Writing for Your Profession: Professions of all kinds consistently attest to the significance of strong writing and communication skills in their field. In fact, a national study shows that about 70% of paid jobs involve writing. This is verified by data from a 2012 survey of over fifty employers of Stony Brook University graduates. So in this course students learn about types of documents, rhetorical principles, and composing practices necessary for writing effectively in and about professional contexts. Coursework emphasizes each student's career interests, but lessons also address a variety of general professional issues, including audience awareness, research methods, ethics, collaboration, and verbal and visual communication. Students complete the course with practical knowledge and experience in composing business letters, proposals, and various kinds of professional reports. A creative, self-reflexive assignment also contextualizes each individual's professional aspirations within a bigger picture of his/her life and culture.
Writing for the Health Professions: This course will enable students interested in a health care career (e.g., medicine, nursing, public health, dentistry) to develop their critical writing and researching skills. Increasingly, health care practice is "evidence-based"; therefore, we will explore the uses of various types of evidence to understand better the health care needs of different populations. Students will conduct field research on a health issue of a local target population of their choice, investigate government documents that contain date on that issue and population, and perform scholarly research on the same issue as it affects the larger national population represented by that local one. Writing assignments will include a research proposal, field research results, data analysis, literature review and a final project incorporating the multiple forms of research about the issue and population.

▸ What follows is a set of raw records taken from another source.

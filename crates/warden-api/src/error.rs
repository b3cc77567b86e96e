//! API error type and [`axum::response::IntoResponse`] implementation.

use axum::{
  Json,
  http::StatusCode,
  response::{IntoResponse, Response},
};
use serde_json::json;
use thiserror::Error;

/// An error returned by an API handler.
#[derive(Debug, Error)]
pub enum ApiError {
  #[error("not found: {0}")]
  NotFound(String),

  /// A domain rule rejected the request: validation failures map to 422,
  /// guarded-transition and occupancy failures to 409.
  #[error(transparent)]
  Domain(#[from] warden_core::Error),

  #[error("store error: {0}")]
  Store(#[source] Box<dyn std::error::Error + Send + Sync>),
}

impl IntoResponse for ApiError {
  fn into_response(self) -> Response {
    let (status, message) = match &self {
      ApiError::NotFound(m) => (StatusCode::NOT_FOUND, m.clone()),
      ApiError::Domain(e) if e.is_state_error() => {
        (StatusCode::CONFLICT, e.to_string())
      }
      ApiError::Domain(e) => (StatusCode::UNPROCESSABLE_ENTITY, e.to_string()),
      ApiError::Store(e) => (StatusCode::INTERNAL_SERVER_ERROR, e.to_string()),
    };
    (status, Json(json!({ "error": message }))).into_response()
  }
}

/// Wrap a backend failure. Handlers use this with `map_err`.
pub fn store_err<E>(e: E) -> ApiError
where
  E: std::error::Error + Send + Sync + 'static,
{
  ApiError::Store(Box::new(e))
}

Advanced Analytic and Argumentative Writing: Argumentative writing involves making a claim and supporting it with specific, related points and appropriate evidence -- in other words, it is thesis-driven writing. Whenever we don't quite like someone else's idea and we want him or her to come closer to ours, argumentative writing is the most efficient method for such persuasion, in whatever profession you're considering. This class, therefore, will focus on learning how to effectively utilize argumentative and counter-argumentative writing strategies. Students will explore an area of disciplinary interest to them through several stages -- proposal, preliminary draft, multiple versions, literature review -- culminating in a 20-30 page piece of writing in which they make a claim about a particular subject in that area of interest and support it with scholarly research and extensive elaboration.